For the records below, tally the lines that include the word "Requirement" and report the number alone.

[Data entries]
>>>>

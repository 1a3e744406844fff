//! Unit tests for achievement evaluation against the shipped catalog.

use chrono::FixedOffset;
use classlog::achievements::{
    builtin_catalog, AchievementCatalog, AchievementDefinition, AchievementEvaluator, Requirement,
    UnlockMap,
};
use classlog::progression::Counts;
use classlog::LogRecord;

const CLASS_CREATOR: u32 = 1;
const FIRST_STEP: u32 = 7;
const EARLY_BIRD: u32 = 19;
const NIGHT_OWL: u32 = 20;
const WEEKEND_WARRIOR: u32 = 21;

fn utc() -> FixedOffset {
    FixedOffset::east_opt(0).unwrap()
}

fn log_at(stamp: &str) -> LogRecord {
    LogRecord::new("gracie-combatives", "gc-01")
        .with_date(stamp)
        .with_time(stamp)
}

fn counts_for(logs: &[LogRecord]) -> Counts {
    Counts {
        unique_classes_logged: 1,
        total_logs: logs.len(),
        ..Default::default()
    }
}

// =============================================================================
// Once-only achievements
// =============================================================================

#[test]
fn test_class_creator_unlocks_once_over_five_evaluations() {
    let catalog = builtin_catalog().unwrap();
    let evaluator = AchievementEvaluator::new(&catalog, utc());
    let counts = Counts {
        custom_class_count: 1,
        ..Default::default()
    };

    let mut previous = UnlockMap::new();
    let mut total_gained = 0;
    for _ in 0..5 {
        let evaluation = evaluator.evaluate(&counts, &[], 1, &previous);
        assert_eq!(evaluation.times_unlocked(CLASS_CREATOR), 1);
        total_gained += evaluation.xp_gained;
        previous = evaluation.unlocks;
    }

    assert_eq!(total_gained, 20);
}

#[test]
fn test_non_repeatables_are_idempotent() {
    let catalog = builtin_catalog().unwrap();
    let evaluator = AchievementEvaluator::new(&catalog, utc());
    let counts = Counts {
        unique_classes_logged: 3,
        total_logs: 12,
        custom_class_count: 5,
        custom_lesson_count: 10,
    };

    let first = evaluator.evaluate(&counts, &[], 10, &UnlockMap::new());
    let second = evaluator.evaluate(&counts, &[], 10, &first.unlocks);

    assert_eq!(first.unlocks, second.unlocks);
    assert_eq!(second.xp_gained, 0);
    // Class Creator, Class Enthusiast, Lesson Learner, Lesson Lover,
    // First Step, Consistent Learner, Level Up!, Double Digits
    assert_eq!(first.unlocks.len(), 8);
    assert_eq!(first.xp_gained, 20 + 50 + 10 + 50 + 10 + 50 + 50 + 100);
}

#[test]
fn test_unmet_achievement_absent() {
    let catalog = builtin_catalog().unwrap();
    let evaluator = AchievementEvaluator::new(&catalog, utc());

    let previous = UnlockMap::from([(CLASS_CREATOR, 1)]);
    let evaluation = evaluator.evaluate(&Counts::default(), &[], 1, &previous);
    assert!(!evaluation.is_unlocked(CLASS_CREATOR));
    assert!(evaluation.unlocks.is_empty());
}

// =============================================================================
// Repeatable time and day achievements
// =============================================================================

#[test]
fn test_early_bird_reunlocks_until_limit() {
    let catalog = builtin_catalog().unwrap();
    let evaluator = AchievementEvaluator::new(&catalog, utc());
    // Wednesday, 07:00
    let logs = vec![log_at("2024-05-08T07:00:00Z")];
    let counts = counts_for(&logs);

    let mut previous = UnlockMap::new();
    for round in 1..=12u32 {
        let evaluation = evaluator.evaluate(&counts, &logs, 1, &previous);
        assert_eq!(evaluation.times_unlocked(EARLY_BIRD), round.min(10));
        assert_eq!(evaluation.times_unlocked(FIRST_STEP), 1);
        assert!(!evaluation.is_unlocked(WEEKEND_WARRIOR));

        let expected = match round {
            1 => 10 + 15,
            2..=10 => 15,
            _ => 0,
        };
        assert_eq!(evaluation.xp_gained, expected, "round {round}");
        previous = evaluation.unlocks;
    }
}

#[test]
fn test_time_of_day_bounds_are_strict() {
    let catalog = builtin_catalog().unwrap();
    let evaluator = AchievementEvaluator::new(&catalog, utc());

    let cases = [
        ("2024-05-08T07:59:00Z", true, false),
        ("2024-05-08T08:00:00Z", false, false),
        ("2024-05-08T20:59:00Z", false, false),
        ("2024-05-08T21:00:00Z", false, true),
    ];
    for (stamp, early, night) in cases {
        let logs = vec![log_at(stamp)];
        let evaluation = evaluator.evaluate(&counts_for(&logs), &logs, 1, &UnlockMap::new());
        assert_eq!(evaluation.is_unlocked(EARLY_BIRD), early, "{stamp}");
        assert_eq!(evaluation.is_unlocked(NIGHT_OWL), night, "{stamp}");
    }
}

#[test]
fn test_weekend_warrior_uses_local_date() {
    let catalog = builtin_catalog().unwrap();

    // Friday 23:30 UTC is Saturday in UTC+2
    let logs = vec![log_at("2024-05-03T23:30:00Z")];
    let counts = counts_for(&logs);

    let at_utc = AchievementEvaluator::new(&catalog, utc()).evaluate(&counts, &logs, 1, &UnlockMap::new());
    assert!(!at_utc.is_unlocked(WEEKEND_WARRIOR));

    let plus_two = FixedOffset::east_opt(2 * 3600).unwrap();
    let local = AchievementEvaluator::new(&catalog, plus_two).evaluate(&counts, &logs, 1, &UnlockMap::new());
    assert!(local.is_unlocked(WEEKEND_WARRIOR));
}

#[test]
fn test_malformed_timestamps_never_match() {
    let catalog = builtin_catalog().unwrap();
    let evaluator = AchievementEvaluator::new(&catalog, utc());
    let logs = vec![LogRecord::new("c", "l").with_date("not a date").with_time("7am")];

    let evaluation = evaluator.evaluate(&counts_for(&logs), &logs, 1, &UnlockMap::new());
    assert!(!evaluation.is_unlocked(EARLY_BIRD));
    assert!(!evaluation.is_unlocked(WEEKEND_WARRIOR));
    assert!(evaluation.is_unlocked(FIRST_STEP));
}

// =============================================================================
// Repeat limits
// =============================================================================

#[test]
fn test_repeat_limit_never_exceeded() {
    let catalog = AchievementCatalog::new(
        1,
        vec![AchievementDefinition::new(1, "Regular", Requirement::LogCount { threshold: 1 }, 5)
            .repeatable(Some(3))],
    )
    .unwrap();
    let evaluator = AchievementEvaluator::new(&catalog, utc());
    let logs = vec![LogRecord::new("c", "l")];
    let counts = counts_for(&logs);

    let mut previous = UnlockMap::new();
    let mut gained = 0;
    for _ in 0..10 {
        let evaluation = evaluator.evaluate(&counts, &logs, 1, &previous);
        assert!(evaluation.times_unlocked(1) <= 3);
        gained += evaluation.xp_gained;
        previous = evaluation.unlocks;
    }
    assert_eq!(previous[&1], 3);
    assert_eq!(gained, 15);

    // A stored count above the limit is clamped without awarding XP
    let evaluation = evaluator.evaluate(&counts, &logs, 1, &UnlockMap::from([(1, 9)]));
    assert_eq!(evaluation.times_unlocked(1), 3);
    assert_eq!(evaluation.xp_gained, 0);
}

<<<<

**Solution to the exercise:** 2